Set up GPG and pass.

gpg2 --full-gen-key # follow prompts to create a gpg store with defaults
pass init <email> # use the same email address used with gpg
pass git init # optionally set pass up as a git repo

To create/edit a secret.

#pass insert/edit <secret>
pass insert mysecret
pass edit mysecret

Pass allows for hierarchies but in the example we are just going to put the secret at the top level. The command above will open the default editor. After closing the editor, the password will be written to an encrypted file in ~/.password-store. Once you have added the password you can show the contents of the newly added secret.

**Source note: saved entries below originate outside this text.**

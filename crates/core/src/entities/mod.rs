//! Records mirrored from the hosted backend's tables.
//!
//! Read models (`Store`, `Product`, ...) deserialize directly from the
//! backend's JSON rows. Write models (`*Draft`) carry only the columns a
//! seller can edit and validate form input before it is sent. Integrity rules
//! such as uniqueness and foreign keys stay with the backend.

pub mod alert;
pub mod product;
pub mod store;
pub mod template;

pub use alert::SystemAlert;
pub use product::{Product, ProductDraft};
pub use store::{Store, StoreDraft};
pub use template::{RenderContext, Template, TemplateDraft};

use thiserror::Error;

/// Form-level validation failures for drafts.
#[derive(Debug, Clone, PartialEq, Eq, Error)]
pub enum ValidationError {
    /// A required field was blank.
    #[error("{0} is required")]
    Required(&'static str),

    /// A field exceeded its maximum length.
    #[error("{field} must be at most {max} characters")]
    TooLong {
        /// Field label.
        field: &'static str,
        /// Maximum allowed characters.
        max: usize,
    },

    /// A numeric field was outside its allowed range.
    #[error("{field} {message}")]
    OutOfRange {
        /// Field label.
        field: &'static str,
        /// What the allowed range is.
        message: &'static str,
    },

    /// A field did not match the expected format.
    #[error("{field} {message}")]
    InvalidFormat {
        /// Field label.
        field: &'static str,
        /// What the expected format is.
        message: &'static str,
    },
}

/// Require a non-blank value no longer than `max` characters.
pub(crate) fn require_text(
    value: &str,
    field: &'static str,
    max: usize,
) -> Result<(), ValidationError> {
    let trimmed = value.trim();
    if trimmed.is_empty() {
        return Err(ValidationError::Required(field));
    }
    if trimmed.chars().count() > max {
        return Err(ValidationError::TooLong { field, max });
    }
    Ok(())
}

/// Case-insensitive substring test; `needle` must already be lowercase.
pub(crate) fn contains_ci(haystack: &str, needle: &str) -> bool {
    haystack.to_lowercase().contains(needle)
}

/// Trim a string, mapping blank input to `None`.
#[must_use]
pub fn non_blank(value: Option<&str>) -> Option<String> {
    value
        .map(str::trim)
        .filter(|v| !v.is_empty())
        .map(ToString::to_string)
}
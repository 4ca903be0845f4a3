//! Etsy store records.

use std::cmp::Ordering;

use chrono::{DateTime, Utc};
use serde::{Deserialize, Serialize};

use super::{ValidationError, contains_ci, require_text};
use crate::listing::{Listable, SortDirection};
use crate::types::{CurrencyCode, StoreId, StoreStatus, UserId};

/// Etsy shop names are 4-20 letters or digits.
const SHOP_NAME_MIN: usize = 4;
const SHOP_NAME_MAX: usize = 20;
const STORE_NAME_MAX: usize = 80;

/// A seller's connected Etsy store (`stores` table).
#[derive(Debug, Clone, PartialEq, Eq, Serialize, Deserialize)]
pub struct Store {
    pub id: StoreId,
    pub user_id: UserId,
    /// Seller-facing display name.
    pub name: String,
    /// Shop name as it appears in `etsy.com/shop/<name>`.
    pub etsy_shop_name: String,
    #[serde(default)]
    pub shop_url: Option<String>,
    #[serde(default)]
    pub currency: CurrencyCode,
    #[serde(default)]
    pub status: StoreStatus,
    pub created_at: DateTime<Utc>,
    pub updated_at: DateTime<Utc>,
}

impl Store {
    /// Public Etsy URL, falling back to the canonical shop path.
    #[must_use]
    pub fn public_url(&self) -> String {
        self.shop_url
            .clone()
            .unwrap_or_else(|| format!("https://www.etsy.com/shop/{}", self.etsy_shop_name))
    }
}

impl Listable for Store {
    const SORT_KEYS: &'static [&'static str] = &["created", "updated", "name", "status"];
    const DEFAULT_SORT: &'static str = "created";
    const DEFAULT_DIRECTION: SortDirection = SortDirection::Desc;

    fn matches_search(&self, needle: &str) -> bool {
        contains_ci(&self.name, needle) || contains_ci(&self.etsy_shop_name, needle)
    }

    fn status_key(&self) -> &str {
        self.status.as_str()
    }

    fn compare_by(&self, other: &Self, key: &str) -> Ordering {
        match key {
            "name" => self.name.to_lowercase().cmp(&other.name.to_lowercase()),
            "status" => self.status.as_str().cmp(other.status.as_str()),
            "updated" => self.updated_at.cmp(&other.updated_at),
            _ => self.created_at.cmp(&other.created_at),
        }
    }
}

/// Editable store columns, sent on insert and update.
#[derive(Debug, Clone, PartialEq, Eq, Serialize, Deserialize)]
pub struct StoreDraft {
    pub name: String,
    pub etsy_shop_name: String,
    pub shop_url: Option<String>,
    pub currency: CurrencyCode,
    pub status: StoreStatus,
}

impl StoreDraft {
    /// Trim text fields and validate.
    ///
    /// # Errors
    ///
    /// Returns the first [`ValidationError`] found.
    pub fn normalized(mut self) -> Result<Self, ValidationError> {
        self.name = self.name.trim().to_string();
        self.etsy_shop_name = self.etsy_shop_name.trim().to_string();
        self.shop_url = super::non_blank(self.shop_url.as_deref());
        self.validate()?;
        Ok(self)
    }

    /// Validate field formats.
    ///
    /// # Errors
    ///
    /// Returns the first [`ValidationError`] found.
    pub fn validate(&self) -> Result<(), ValidationError> {
        require_text(&self.name, "Store name", STORE_NAME_MAX)?;

        let shop = self.etsy_shop_name.trim();
        if shop.is_empty() {
            return Err(ValidationError::Required("Etsy shop name"));
        }
        let len = shop.chars().count();
        if !(SHOP_NAME_MIN..=SHOP_NAME_MAX).contains(&len)
            || !shop.chars().all(|c| c.is_ascii_alphanumeric())
        {
            return Err(ValidationError::InvalidFormat {
                field: "Etsy shop name",
                message: "must be 4-20 letters or numbers",
            });
        }

        if let Some(raw) = &self.shop_url {
            let valid = url::Url::parse(raw.trim())
                .is_ok_and(|u| matches!(u.scheme(), "http" | "https") && u.host().is_some());
            if !valid {
                return Err(ValidationError::InvalidFormat {
                    field: "Shop URL",
                    message: "must be a full http(s) URL",
                });
            }
        }

        Ok(())
    }
}

impl From<&Store> for StoreDraft {
    fn from(store: &Store) -> Self {
        Self {
            name: store.name.clone(),
            etsy_shop_name: store.etsy_shop_name.clone(),
            shop_url: store.shop_url.clone(),
            currency: store.currency,
            status: store.status,
        }
    }
}

#[cfg(test)]
#[allow(clippy::unwrap_used)]
mod tests {
    use super::*;

    fn draft() -> StoreDraft {
        StoreDraft {
            name: "  Moss & Fern ".to_string(),
            etsy_shop_name: "MossAndFern".to_string(),
            shop_url: Some("  ".to_string()),
            currency: CurrencyCode::Usd,
            status: StoreStatus::Active,
        }
    }

    #[test]
    fn test_normalized_trims_and_drops_blank_url() {
        let d = draft().normalized().unwrap();
        assert_eq!(d.name, "Moss & Fern");
        assert_eq!(d.shop_url, None);
    }

    #[test]
    fn test_shop_name_rules() {
        let mut d = draft();
        d.etsy_shop_name = "abc".to_string();
        assert!(matches!(
            d.validate(),
            Err(ValidationError::InvalidFormat { .. })
        ));
        d.etsy_shop_name = "has space".to_string();
        assert!(d.validate().is_err());
        d.etsy_shop_name = String::new();
        assert_eq!(
            d.validate(),
            Err(ValidationError::Required("Etsy shop name"))
        );
    }

    #[test]
    fn test_shop_url_must_be_http() {
        let mut d = draft();
        d.shop_url = Some("ftp://etsy.com/shop/x".to_string());
        assert!(d.validate().is_err());
        d.shop_url = Some("https://www.etsy.com/shop/MossAndFern".to_string());
        assert!(d.validate().is_ok());
    }

    #[test]
    fn test_deserialize_backend_row_with_defaults() {
        let row = serde_json::json!({
            "id": "6a1e5000-0000-4000-8000-000000000101",
            "user_id": "6a1e5000-0000-4000-8000-000000000001",
            "name": "Moss & Fern",
            "etsy_shop_name": "MossAndFern",
            "created_at": "2024-03-01T10:00:00+00:00",
            "updated_at": "2024-03-02T10:00:00+00:00"
        });
        let store: Store = serde_json::from_value(row).unwrap();
        assert_eq!(store.status, StoreStatus::Active);
        assert_eq!(store.currency, CurrencyCode::Usd);
        assert_eq!(store.public_url(), "https://www.etsy.com/shop/MossAndFern");
    }
}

To read a secret into the terminal.

#pass show <secret>
pass show mysecret

You can also quickly list all of your secrets.

pass ls

Now that we have a created secret, we can write a little bash function to pull out the contents of the password and export them as an environment variable when the shell gets sourced. Put the following snippet into your ~/.bashrc, ~/.zshrc or ~/.bashprofile to read secrets.

get_password () {
  pass show "$1"
}

A similar result can be achieved in OSX using the “security” command line tool.

get_password () {
  security find-generic-password -ga "$1" -w
}

In your shell configuration file you can simply export the result of calling the get_password() function into an environment variable.

export MYSECRET="$(get_password mysecret)"

Source the shell profile to pickup the new changes. After that, you should now see the contents of the secret inside an environment variable in your terminal.

source ~/.bashrc
env | grep MYSECRET

Conclusion

Obviously this isn’t a perfect way to secure your environment since the secret is available to anyone who is able to connect to this user so make sure you practice good security in as many other ways as possible.

What this method does do though is cuts down the amount of sensitive information that can be gleaned from a user account by ensuring that shell secrets are encrypted at rest and unavailable as clear text.